## What is being asked
In the entries below, how many lines contain the word "struct"? State the number and nothing more.

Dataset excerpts
········

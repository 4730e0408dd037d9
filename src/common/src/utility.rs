use tokio::sync::broadcast;

/// Receiver that fires once on Ctrl-C.
pub async fn create_shutdown_channel() -> broadcast::Receiver<()> {
    let (shutdown_sender, shutdown_receiver): (broadcast::Sender<()>, broadcast::Receiver<()>) =
        broadcast::channel::<()>(100);
    tokio::spawn(async move {
        if let Err(e) = tokio::signal::ctrl_c().await {
            tracing::error!("Failed to listen for ctrl-c: {}", e);
            return;
        }
        tracing::info!("signal received, starting graceful shutdown");
        let _ = shutdown_sender.send(());
    });
    shutdown_receiver
}
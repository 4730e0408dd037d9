use std::fmt;

use serde::{Deserialize, Serialize};

#[derive(Serialize, Deserialize, Debug, Clone, Copy, PartialEq, Eq, Hash)]
#[serde(rename_all = "lowercase")]
pub enum Outcome {
    Win,
    Loss,
    Draw,
}

impl Outcome {
    /// Result of a round from the point of view of whoever played `own`.
    pub fn of(own: Move, opponent: Move) -> Self {
        match own.beats(&opponent) {
            Some(true) => Outcome::Win,
            Some(false) => Outcome::Loss,
            None => Outcome::Draw,
        }
    }

    pub fn reversed(&self) -> Self {
        match self {
            Outcome::Win => Outcome::Loss,
            Outcome::Loss => Outcome::Win,
            Outcome::Draw => Outcome::Draw,
        }
    }
}

/// Declaration order is the canonical enumeration order used by every
/// tie-break on counts.
#[derive(Serialize, Deserialize, Debug, Clone, Copy, PartialEq, Eq, Hash, PartialOrd, Ord)]
#[serde(rename_all = "UPPERCASE")]
pub enum Move {
    Rock,
    Paper,
    Scissors,
}

impl Move {
    pub const ALL: [Move; 3] = [Move::Rock, Move::Paper, Move::Scissors];

    pub fn beats(&self, other: &Move) -> Option<bool> {
        if self == other {
            None
        } else {
            Some(matches!(
                (self, other),
                (Move::Rock, Move::Scissors)
                    | (Move::Scissors, Move::Paper)
                    | (Move::Paper, Move::Rock)
            ))
        }
    }

    /// The unique move that beats this one.
    pub fn counter(&self) -> Move {
        match self {
            Move::Rock => Move::Paper,
            Move::Paper => Move::Scissors,
            Move::Scissors => Move::Rock,
        }
    }

    pub fn index(&self) -> usize {
        match self {
            Move::Rock => 0,
            Move::Paper => 1,
            Move::Scissors => 2,
        }
    }

    pub fn name(&self) -> &'static str {
        match self {
            Move::Rock => "ROCK",
            Move::Paper => "PAPER",
            Move::Scissors => "SCISSORS",
        }
    }
}

impl fmt::Display for Move {
    fn fmt(&self, f: &mut fmt::Formatter<'_>) -> fmt::Result {
        f.write_str(self.name())
    }
}

impl std::str::FromStr for Move {
    type Err = String;

    fn from_str(s: &str) -> Result<Self, Self::Err> {
        Move::ALL
            .into_iter()
            .find(|m| m.name().eq_ignore_ascii_case(s.trim()))
            .ok_or_else(|| format!("unknown move '{}'", s))
    }
}

/// One completed round as reported by the game server. Either move is
/// missing when a player timed out.
#[derive(Serialize, Deserialize, Debug, Clone, PartialEq)]
pub struct RoundOutcome {
    #[serde(rename = "you", default, skip_serializing_if = "Option::is_none")]
    pub own_move: Option<Move>,
    #[serde(rename = "opponent", default, skip_serializing_if = "Option::is_none")]
    pub opponent_move: Option<Move>,
    pub result: Outcome,
}

impl RoundOutcome {
    pub fn played(own: Move, opponent: Move) -> Self {
        RoundOutcome {
            own_move: Some(own),
            opponent_move: Some(opponent),
            result: Outcome::of(own, opponent),
        }
    }
}
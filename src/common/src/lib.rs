pub mod message;
pub mod model;
pub mod utility;
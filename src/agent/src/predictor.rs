//! The predictor ensemble.
//!
//! A predictor is a pure guess of the opponent's next move from the round
//! history and the transition tables. `None` means "no opinion" and is the
//! normal answer whenever there is not enough evidence.

use std::{fmt, str::FromStr};

use common::model::game::Move;
use serde::{Deserialize, Serialize};

use crate::{config::EngineConfig, history::HistoryLog, stats::TransitionStats};

/// Identity of a predictor. Declaration order is alphabetical by name and
/// doubles as the tie-break order when scores are equal.
#[derive(Debug, Clone, Copy, PartialEq, Eq, Hash, PartialOrd, Ord, Serialize, Deserialize)]
#[serde(rename_all = "snake_case")]
pub enum PredictorKind {
    FirstOrder,
    Frequency,
    SecondOrder,
    Streak,
    Suffix,
}

impl PredictorKind {
    pub const DEFAULT_SET: [PredictorKind; 4] = [
        PredictorKind::FirstOrder,
        PredictorKind::SecondOrder,
        PredictorKind::Suffix,
        PredictorKind::Frequency,
    ];

    pub fn name(&self) -> &'static str {
        match self {
            PredictorKind::FirstOrder => "first_order",
            PredictorKind::Frequency => "frequency",
            PredictorKind::SecondOrder => "second_order",
            PredictorKind::Streak => "streak",
            PredictorKind::Suffix => "suffix",
        }
    }

    pub fn build(&self, config: &EngineConfig) -> Box<dyn Predictor> {
        match self {
            PredictorKind::FirstOrder => Box::new(Markov::first()),
            PredictorKind::SecondOrder => Box::new(Markov::second()),
            PredictorKind::Suffix => Box::new(SuffixMatcher::new(config.suffix_max_length)),
            PredictorKind::Frequency => Box::new(FrequencyWindow::new(config.frequency_window)),
            PredictorKind::Streak => Box::new(Streak::new(config.streak_length)),
        }
    }
}

impl fmt::Display for PredictorKind {
    fn fmt(&self, f: &mut fmt::Formatter<'_>) -> fmt::Result {
        f.write_str(self.name())
    }
}

impl FromStr for PredictorKind {
    type Err = String;

    fn from_str(s: &str) -> Result<Self, Self::Err> {
        [
            PredictorKind::FirstOrder,
            PredictorKind::Frequency,
            PredictorKind::SecondOrder,
            PredictorKind::Streak,
            PredictorKind::Suffix,
        ]
        .into_iter()
        .find(|kind| kind.name() == s.trim())
        .ok_or_else(|| format!("unknown predictor '{}'", s.trim()))
    }
}

pub trait Predictor: Send + Sync {
    fn kind(&self) -> PredictorKind;
    fn predict(&self, history: &HistoryLog, stats: &TransitionStats) -> Option<Move>;
}

/// Build the predictors named in `config`, in registration order.
pub fn registry(config: &EngineConfig) -> Vec<Box<dyn Predictor>> {
    config.predictors.iter().map(|kind| kind.build(config)).collect()
}

/// Order-1 or order-2 Markov chain over the opponent's moves.
#[derive(Debug, Clone, Copy)]
pub struct Markov {
    order: usize,
}

impl Markov {
    pub fn first() -> Self {
        Markov { order: 1 }
    }

    pub fn second() -> Self {
        Markov { order: 2 }
    }
}

impl Predictor for Markov {
    fn kind(&self) -> PredictorKind {
        if self.order == 1 {
            PredictorKind::FirstOrder
        } else {
            PredictorKind::SecondOrder
        }
    }

    fn predict(&self, history: &HistoryLog, stats: &TransitionStats) -> Option<Move> {
        let context = history.opponent_context(self.order)?;
        let table = if self.order == 1 {
            stats.first_order()
        } else {
            stats.second_order()
        };
        table.predict(&context)
    }
}

/// Longest recorded suffix with evidence wins.
#[derive(Debug, Clone, Copy)]
pub struct SuffixMatcher {
    max_length: usize,
}

impl SuffixMatcher {
    pub fn new(max_length: usize) -> Self {
        SuffixMatcher { max_length }
    }
}

impl Predictor for SuffixMatcher {
    fn kind(&self) -> PredictorKind {
        PredictorKind::Suffix
    }

    fn predict(&self, history: &HistoryLog, stats: &TransitionStats) -> Option<Move> {
        (1..=self.max_length).rev().find_map(|length| {
            let context = history.opponent_context(length)?;
            stats.suffix(length)?.predict(&context)
        })
    }
}

/// Majority over the opponent's moves in the last `window` rounds.
#[derive(Debug, Clone, Copy)]
pub struct FrequencyWindow {
    window: usize,
}

impl FrequencyWindow {
    pub fn new(window: usize) -> Self {
        FrequencyWindow { window }
    }
}

impl Predictor for FrequencyWindow {
    fn kind(&self) -> PredictorKind {
        PredictorKind::Frequency
    }

    fn predict(&self, history: &HistoryLog, _stats: &TransitionStats) -> Option<Move> {
        let recent: Vec<Move> = history
            .last_n(self.window)
            .iter()
            .filter_map(|round| round.opponent_move)
            .collect();
        let last = *recent.last()?;

        let mut counts = [0usize; 3];
        for m in &recent {
            counts[m.index()] += 1;
        }
        let max = counts.iter().copied().max().unwrap_or(0);
        let tied: Vec<Move> = Move::ALL
            .into_iter()
            .filter(|m| counts[m.index()] == max)
            .collect();

        match tied.as_slice() {
            [only] => Some(*only),
            _ if tied.contains(&last) => Some(last),
            _ => tied.iter().copied().min_by_key(|m| m.name()),
        }
    }
}

/// Expects a run of identical opponent moves to continue.
#[derive(Debug, Clone, Copy)]
pub struct Streak {
    length: usize,
}

impl Streak {
    pub fn new(length: usize) -> Self {
        Streak { length }
    }
}

impl Predictor for Streak {
    fn kind(&self) -> PredictorKind {
        PredictorKind::Streak
    }

    fn predict(&self, history: &HistoryLog, _stats: &TransitionStats) -> Option<Move> {
        let context = history.opponent_context(self.length)?;
        let first = *context.first()?;
        context.iter().all(|m| *m == first).then_some(first)
    }
}
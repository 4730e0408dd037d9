use thiserror::Error;

#[derive(Error, Debug)]
#[non_exhaustive]
pub enum Error {
    #[error("invalid configuration: {field} {reason}")]
    InvalidConfiguration { field: &'static str, reason: String },

    #[error("state inconsistency: {0}")]
    StateInconsistency(String),

    #[error("failed to {operation}: {source}")]
    Io {
        operation: String,
        #[source]
        source: std::io::Error,
    },

    #[error("serialization error: {0}")]
    Serialization(#[from] serde_json::Error),
}

impl Error {
    pub fn invalid(field: &'static str, reason: impl Into<String>) -> Self {
        Error::InvalidConfiguration {
            field,
            reason: reason.into(),
        }
    }
}

pub type Result<T> = std::result::Result<T, Error>;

········

## Your response
5